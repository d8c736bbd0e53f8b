use std::fs;
use std::path::Path;

use serde::{Deserialize, Serialize};

use crate::error::ConfigError;
use crate::particles::{FieldConfig, ParticleField, PointStyle};
use crate::quality::QualityTier;

/// Coefficients that turn time, pointer and scroll into field orientation.
#[derive(Debug, Clone, Copy, PartialEq, Serialize, Deserialize)]
#[serde(default)]
pub struct MotionConfig {
    /// Yaw radians per elapsed second.
    pub time_rate: f32,
    pub pointer_yaw_gain: f32,
    pub pointer_pitch_gain: f32,
    /// Scroll rotation radians per scrolled pixel.
    pub scroll_rate: f32,
    pub wrap_scroll_rotation: bool,
}

impl Default for MotionConfig {
    fn default() -> Self {
        Self {
            time_rate: 0.03,
            pointer_yaw_gain: 0.2,
            pointer_pitch_gain: 0.2,
            scroll_rate: 0.0008,
            wrap_scroll_rotation: false,
        }
    }
}

#[derive(Debug, Clone, Default, PartialEq, Serialize, Deserialize)]
#[serde(default)]
pub struct AppConfig {
    pub field: FieldConfig,
    pub motion: MotionConfig,
    pub style: PointStyle,
    pub tier: Option<QualityTier>,
}

impl AppConfig {
    pub fn load(path: impl AsRef<Path>) -> Result<Self, ConfigError> {
        let path = path.as_ref();
        let text = fs::read_to_string(path).map_err(|source| ConfigError::Io {
            path: path.to_path_buf(),
            source,
        })?;
        Self::from_json(&text)
    }

    pub fn from_json(text: &str) -> Result<Self, ConfigError> {
        Ok(serde_json::from_str(text)?)
    }

    /// Field parameters after the quality tier, if any, has been applied.
    pub fn effective_field(&self) -> FieldConfig {
        match self.tier {
            Some(tier) => FieldConfig {
                particle_count: tier.budget().particle_count,
                ..self.field
            },
            None => self.field,
        }
    }

    pub fn build_field(&self) -> Result<ParticleField, ConfigError> {
        Ok(ParticleField::from_config(&self.effective_field())?)
    }

    pub fn max_pixel_density(&self) -> f32 {
        self.tier
            .map(|tier| tier.budget().max_pixel_density)
            .unwrap_or(crate::viewport::MAX_PIXEL_DENSITY)
    }
}

#[cfg(test)]
mod tests {
    use std::io::Write;

    use super::{AppConfig, MotionConfig};
    use crate::error::ConfigError;
    use crate::quality::QualityTier;

    #[test]
    fn empty_json_yields_defaults() {
        let config = AppConfig::from_json("{}").unwrap();
        assert_eq!(config, AppConfig::default());
        assert_eq!(config.field.particle_count, 8_000);
        assert_eq!(config.motion, MotionConfig::default());
    }

    #[test]
    fn partial_sections_keep_remaining_defaults() {
        let config =
            AppConfig::from_json(r#"{"field": {"particle_count": 500}, "tier": "low"}"#).unwrap();
        assert_eq!(config.field.particle_count, 500);
        assert_eq!(config.field.half_width, 12.5);
        assert_eq!(config.tier, Some(QualityTier::Low));
        assert_eq!(config.effective_field().particle_count, 4_000);
        assert_eq!(config.max_pixel_density(), 1.0);
    }

    #[test]
    fn load_reads_file() {
        let mut file = tempfile::NamedTempFile::new().unwrap();
        write!(file, r#"{{"motion": {{"wrap_scroll_rotation": true}}}}"#).unwrap();
        let config = AppConfig::load(file.path()).unwrap();
        assert!(config.motion.wrap_scroll_rotation);
        assert_eq!(config.motion.time_rate, 0.03);
    }

    #[test]
    fn missing_file_reports_path() {
        let err = AppConfig::load("/definitely/not/here.json").unwrap_err();
        assert!(matches!(err, ConfigError::Io { .. }));
        assert!(err.to_string().contains("/definitely/not/here.json"));
    }

    #[test]
    fn invalid_field_surfaces_as_config_error() {
        let config = AppConfig::from_json(r#"{"field": {"particle_count": 0}}"#).unwrap();
        assert!(matches!(config.build_field(), Err(ConfigError::Field(_))));
    }

    #[test]
    fn malformed_json_is_a_parse_error() {
        assert!(matches!(
            AppConfig::from_json("{not json"),
            Err(ConfigError::Parse(_))
        ));
    }
}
* * * *
■ Task directions ■
Sift the material for lines with the string "PartialEq". Copy each one found.

■ Result of the task ■
#[derive(Debug, Clone, Copy, PartialEq, Serialize, Deserialize)]
#[derive(Debug, Clone, Default, PartialEq, Serialize, Deserialize)]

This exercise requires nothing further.